[Source data]
>>>

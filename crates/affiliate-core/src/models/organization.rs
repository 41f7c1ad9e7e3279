//! Organization domain model.
//!
//! Organizations are owned by an external registry. Only identity and the
//! two columns used for searching and sorting affiliation listings are
//! kept here.

use chrono::{DateTime, Utc};
use serde::{Deserialize, Serialize};

/// Integer identifier assigned by the organization registry.
pub type OrganizationId = i64;

#[derive(Debug, Clone, PartialEq, Eq, Serialize, Deserialize)]
pub struct Organization {
    pub id: OrganizationId,
    /// Display name.
    pub name: String,
    /// Name of the parent health system, if any.
    pub health_system_name: Option<String>,
    pub created_at: DateTime<Utc>,
    pub updated_at: DateTime<Utc>,
}

/// Fields required to register an organization.
#[derive(Debug, Clone, Serialize, Deserialize)]
pub struct CreateOrganization {
    pub id: OrganizationId,
    pub name: String,
    pub health_system_name: Option<String>,
}
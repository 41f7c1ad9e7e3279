//! Integration tests for the Organization and Affiliation repository
//! implementations using in-memory SurrealDB.

use affiliate_core::error::AffiliateError;
use affiliate_core::filter::FilterType;
use affiliate_core::models::affiliation::{AffiliationStatus, CreateAffiliation};
use affiliate_core::models::organization::CreateOrganization;
use affiliate_core::repository::{
    AffiliationQuery, AffiliationRepository, OrganizationRepository, Pagination, SortColumn,
    SortOrder,
};
use affiliate_db::repository::{SurrealAffiliationRepository, SurrealOrganizationRepository};
use surrealdb::Surreal;
use surrealdb::engine::local::{Db, Mem};

/// Helper: spin up in-memory DB, run migrations and register organizations.
async fn setup(
    orgs: &[(i64, &str, Option<&str>)],
) -> (
    SurrealOrganizationRepository<Db>,
    SurrealAffiliationRepository<Db>,
) {
    let db = Surreal::new::<Mem>(()).await.unwrap();
    db.use_ns("test").use_db("test").await.unwrap();
    affiliate_db::run_migrations(&db).await.unwrap();

    let org_repo = SurrealOrganizationRepository::new(db.clone());
    for (id, name, health_system) in orgs {
        org_repo
            .create(CreateOrganization {
                id: *id,
                name: (*name).into(),
                health_system_name: health_system.map(Into::into),
            })
            .await
            .unwrap();
    }

    (org_repo, SurrealAffiliationRepository::new(db))
}

fn request(requester_id: i64, counterpart_id: i64) -> CreateAffiliation {
    CreateAffiliation {
        requester_id,
        counterpart_id,
    }
}

// -----------------------------------------------------------------------
// Organizations
// -----------------------------------------------------------------------

#[tokio::test]
async fn create_and_get_organization() {
    let (org_repo, _) = setup(&[]).await;

    let org = org_repo
        .create(CreateOrganization {
            id: 42,
            name: "St. Mercy".into(),
            health_system_name: Some("Mercy Health".into()),
        })
        .await
        .unwrap();
    assert_eq!(org.id, 42);

    let fetched = org_repo.get_by_id(42).await.unwrap();
    assert_eq!(fetched.name, "St. Mercy");
    assert_eq!(fetched.health_system_name.as_deref(), Some("Mercy Health"));
}

#[tokio::test]
async fn duplicate_organization_id_is_rejected() {
    let (org_repo, _) = setup(&[(1, "One", None)]).await;

    let err = org_repo
        .create(CreateOrganization {
            id: 1,
            name: "Again".into(),
            health_system_name: None,
        })
        .await
        .unwrap_err();
    assert!(matches!(err, AffiliateError::ConstraintViolation(_)));
}

#[tokio::test]
async fn get_missing_organization_is_not_found() {
    let (org_repo, _) = setup(&[]).await;
    let err = org_repo.get_by_id(999).await.unwrap_err();
    assert!(matches!(err, AffiliateError::NotFound { .. }));
}

#[tokio::test]
async fn get_many_skips_unknown_ids() {
    let (org_repo, _) = setup(&[(1, "One", None), (2, "Two", None)]).await;
    let mut orgs = org_repo.get_many(&[1, 2, 3]).await.unwrap();
    orgs.sort_by_key(|o| o.id);
    assert_eq!(orgs.iter().map(|o| o.id).collect::<Vec<_>>(), vec![1, 2]);
}

// -----------------------------------------------------------------------
// Affiliations
// -----------------------------------------------------------------------

#[tokio::test]
async fn create_affiliation_starts_as_active_request() {
    let (_, repo) = setup(&[(1, "One", None), (2, "Two", None)]).await;

    let affiliation = repo.create(request(1, 2)).await.unwrap();
    assert!(affiliation.id.is_some());
    assert_eq!(affiliation.requester_id, 1);
    assert_eq!(affiliation.counterpart_id, 2);
    assert_eq!(affiliation.status, AffiliationStatus::ActiveRequest);
    assert!(affiliation.active);

    let fetched = repo.get_by_id(affiliation.id.unwrap()).await.unwrap();
    assert_eq!(fetched, affiliation);
}

#[tokio::test]
async fn create_with_unknown_counterpart_is_invalid_affiliate_with() {
    let (_, repo) = setup(&[(1, "One", None)]).await;
    let err = repo.create(request(1, 99)).await.unwrap_err();
    assert!(matches!(err, AffiliateError::InvalidAffiliateWith(_)));
}

#[tokio::test]
async fn create_with_unknown_requester_is_constraint_violation() {
    let (_, repo) = setup(&[(2, "Two", None)]).await;
    let err = repo.create(request(99, 2)).await.unwrap_err();
    assert!(matches!(err, AffiliateError::ConstraintViolation(_)));
}

#[tokio::test]
async fn second_active_record_for_pair_is_rejected() {
    let (_, repo) = setup(&[(1, "One", None), (2, "Two", None)]).await;
    repo.create(request(1, 2)).await.unwrap();

    // Reversed direction is the same unordered pair.
    let err = repo.create(request(2, 1)).await.unwrap_err();
    assert!(matches!(err, AffiliateError::ConstraintViolation(_)));
}

#[tokio::test]
async fn find_active_pair_is_unordered() {
    let (_, repo) = setup(&[(1, "One", None), (2, "Two", None), (3, "Three", None)]).await;
    let created = repo.create(request(1, 2)).await.unwrap();

    let forward = repo.find_active_pair(1, 2).await.unwrap().unwrap();
    let backward = repo.find_active_pair(2, 1).await.unwrap().unwrap();
    assert_eq!(forward.id, created.id);
    assert_eq!(backward.id, created.id);

    assert!(repo.find_active_pair(1, 3).await.unwrap().is_none());
}

#[tokio::test]
async fn update_status_is_conditional_on_expected_status() {
    let (_, repo) = setup(&[(1, "One", None), (2, "Two", None)]).await;
    let id = repo.create(request(1, 2)).await.unwrap().id.unwrap();

    let changed = repo
        .update_status(
            id,
            AffiliationStatus::ActiveRequest,
            AffiliationStatus::Affiliated,
            true,
        )
        .await
        .unwrap();
    assert_eq!(changed, 1);

    // A stale writer still expecting ACTIVE_REQUEST loses.
    let stale = repo
        .update_status(
            id,
            AffiliationStatus::ActiveRequest,
            AffiliationStatus::Rejected,
            true,
        )
        .await
        .unwrap();
    assert_eq!(stale, 0);

    let fetched = repo.get_by_id(id).await.unwrap();
    assert_eq!(fetched.status, AffiliationStatus::Affiliated);
}

#[tokio::test]
async fn deactivation_frees_the_pair() {
    let (_, repo) = setup(&[(1, "One", None), (2, "Two", None)]).await;
    let id = repo.create(request(1, 2)).await.unwrap().id.unwrap();

    repo.update_status(
        id,
        AffiliationStatus::ActiveRequest,
        AffiliationStatus::Cancelled,
        true,
    )
    .await
    .unwrap();
    let removed = repo
        .update_status(
            id,
            AffiliationStatus::Cancelled,
            AffiliationStatus::Removed,
            false,
        )
        .await
        .unwrap();
    assert_eq!(removed, 1);

    let old = repo.get_by_id(id).await.unwrap();
    assert_eq!(old.status, AffiliationStatus::Removed);
    assert!(!old.active);
    assert!(repo.find_active_pair(1, 2).await.unwrap().is_none());

    // Inactive records cannot be updated any further.
    let again = repo
        .update_status(
            id,
            AffiliationStatus::Removed,
            AffiliationStatus::Removed,
            false,
        )
        .await
        .unwrap();
    assert_eq!(again, 0);

    let fresh = repo.create(request(2, 1)).await.unwrap();
    assert_ne!(fresh.id, old.id);
}

#[tokio::test]
async fn query_page_filters_by_side_and_status() {
    let (_, repo) = setup(&[
        (1, "Home", None),
        (2, "Bravo", None),
        (3, "Alpha", None),
        (4, "Delta", None),
    ])
    .await;

    // 1 -> 2 active request, 3 -> 1 active request, 1 -> 4 affiliated.
    repo.create(request(1, 2)).await.unwrap();
    repo.create(request(3, 1)).await.unwrap();
    let id = repo.create(request(1, 4)).await.unwrap().id.unwrap();
    repo.update_status(
        id,
        AffiliationStatus::ActiveRequest,
        AffiliationStatus::Affiliated,
        true,
    )
    .await
    .unwrap();

    let requests = repo
        .query_page(
            AffiliationQuery::for_category(1, FilterType::ActiveRequests),
            Pagination::default(),
        )
        .await
        .unwrap();
    assert_eq!(requests.total, 2);
    // Sorted by the other organization's name: Alpha (3), Bravo (2).
    let others: Vec<_> = requests.items.iter().map(|a| a.other_party(1)).collect();
    assert_eq!(others, vec![3, 2]);

    let affiliates = repo
        .query_page(
            AffiliationQuery::for_category(1, FilterType::Affiliates),
            Pagination::default(),
        )
        .await
        .unwrap();
    assert_eq!(affiliates.total, 1);
    assert_eq!(affiliates.items[0].counterpart_id, 4);
}

#[tokio::test]
async fn query_page_searches_and_sorts_other_side() {
    let (_, repo) = setup(&[
        (1, "Home", Some("Home Health")),
        (2, "Mercy West", Some("Mercy")),
        (3, "Mercy East", Some("Mercy")),
        (4, "Valley", Some("Mercy Partners")),
        (5, "Unrelated", None),
    ])
    .await;

    for other in 2..=5 {
        repo.create(request(1, other)).await.unwrap();
    }

    let query = AffiliationQuery::for_category(1, FilterType::All)
        .with_search(Some("Mercy".into()))
        .sorted_by(SortColumn::Name, SortOrder::Desc);
    let page = repo.query_page(query, Pagination::default()).await.unwrap();

    // "Home" matches its own health system but is never the other side.
    let others: Vec<_> = page.items.iter().map(|a| a.counterpart_id).collect();
    assert_eq!(others, vec![4, 2, 3]);
    assert_eq!(page.total, 3);
}

#[tokio::test]
async fn query_page_paginates_after_filtering() {
    let (_, repo) = setup(&[
        (1, "Home", None),
        (2, "A", None),
        (3, "B", None),
        (4, "C", None),
    ])
    .await;
    for other in 2..=4 {
        repo.create(request(other, 1)).await.unwrap();
    }

    let page = repo
        .query_page(
            AffiliationQuery::for_category(1, FilterType::All),
            Pagination::page(1, 2),
        )
        .await
        .unwrap();
    assert_eq!(page.total, 3);
    assert_eq!(page.items.len(), 1);
    assert_eq!(page.items[0].requester_id, 4);
}

#[tokio::test]
async fn query_page_excludes_inactive_records() {
    let (_, repo) = setup(&[(1, "One", None), (2, "Two", None)]).await;
    let id = repo.create(request(1, 2)).await.unwrap().id.unwrap();
    repo.update_status(
        id,
        AffiliationStatus::ActiveRequest,
        AffiliationStatus::Cancelled,
        true,
    )
    .await
    .unwrap();
    repo.update_status(
        id,
        AffiliationStatus::Cancelled,
        AffiliationStatus::Removed,
        false,
    )
    .await
    .unwrap();

    for filter_type in [
        FilterType::Unaffiliated,
        FilterType::Affiliates,
        FilterType::ActiveRequests,
        FilterType::All,
    ] {
        let page = repo
            .query_page(
                AffiliationQuery::for_category(1, filter_type),
                Pagination::default(),
            )
            .await
            .unwrap();
        assert_eq!(page.total, 0, "{filter_type:?} returned an inactive record");
    }
}

#[tokio::test]
async fn query_page_returns_one_page_with_full_count() {
    let (_, repo) = setup(&[
        (1, "Home", None),
        (2, "Delta", None),
        (3, "Alpha", None),
        (4, "Charlie", None),
        (5, "Bravo", None),
    ])
    .await;
    for other in 2..=5 {
        repo.create(request(1, other)).await.unwrap();
    }

    let first = repo
        .query_page(
            AffiliationQuery::for_category(1, FilterType::ActiveRequests),
            Pagination::page(0, 1),
        )
        .await
        .unwrap();
    assert_eq!(first.total, 4);
    assert_eq!(first.items.len(), 1);
    assert_eq!(first.items[0].counterpart_id, 3);
    assert_eq!(first.limit, 1);

    let third = repo
        .query_page(
            AffiliationQuery::for_category(1, FilterType::ActiveRequests),
            Pagination::page(2, 1),
        )
        .await
        .unwrap();
    assert_eq!(third.total, 4);
    assert_eq!(third.items[0].counterpart_id, 4);

    let past_end = repo
        .query_page(
            AffiliationQuery::for_category(1, FilterType::ActiveRequests),
            Pagination::page(4, 1),
        )
        .await
        .unwrap();
    assert_eq!(past_end.total, 4);
    assert!(past_end.items.is_empty());
}

#[tokio::test]
async fn health_system_sort_puts_missing_first_and_breaks_ties_by_id() {
    let (_, repo) = setup(&[
        (1, "Home", None),
        (2, "Two", Some("Prairie Care")),
        (3, "Three", None),
        (4, "Four", Some("Lakeshore")),
        (5, "Five", Some("Prairie Care")),
    ])
    .await;
    // Requested in reverse id order so creation order cannot decide ties.
    for other in (2..=5).rev() {
        repo.create(request(other, 1)).await.unwrap();
    }

    let query = AffiliationQuery::for_category(1, FilterType::All)
        .sorted_by(SortColumn::HealthSystemName, SortOrder::Asc);
    let page = repo.query_page(query, Pagination::default()).await.unwrap();

    let others: Vec<_> = page.items.iter().map(|a| a.requester_id).collect();
    assert_eq!(others, vec![3, 4, 2, 5]);
}

#[tokio::test]
async fn query_page_search_is_case_sensitive() {
    let (_, repo) = setup(&[
        (1, "Home", None),
        (2, "St. Mercy", None),
        (3, "st. mercy annex", None),
    ])
    .await;
    repo.create(request(1, 2)).await.unwrap();
    repo.create(request(1, 3)).await.unwrap();

    let query = AffiliationQuery::for_category(1, FilterType::All).with_search(Some("Mercy".into()));
    let page = repo.query_page(query, Pagination::default()).await.unwrap();
    assert_eq!(page.total, 1);
    assert_eq!(page.items[0].counterpart_id, 2);
}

<<<

## Task instructions
Among the lines in the data above, find those containing "Debug" and give only how many there are.

## Exercise response
2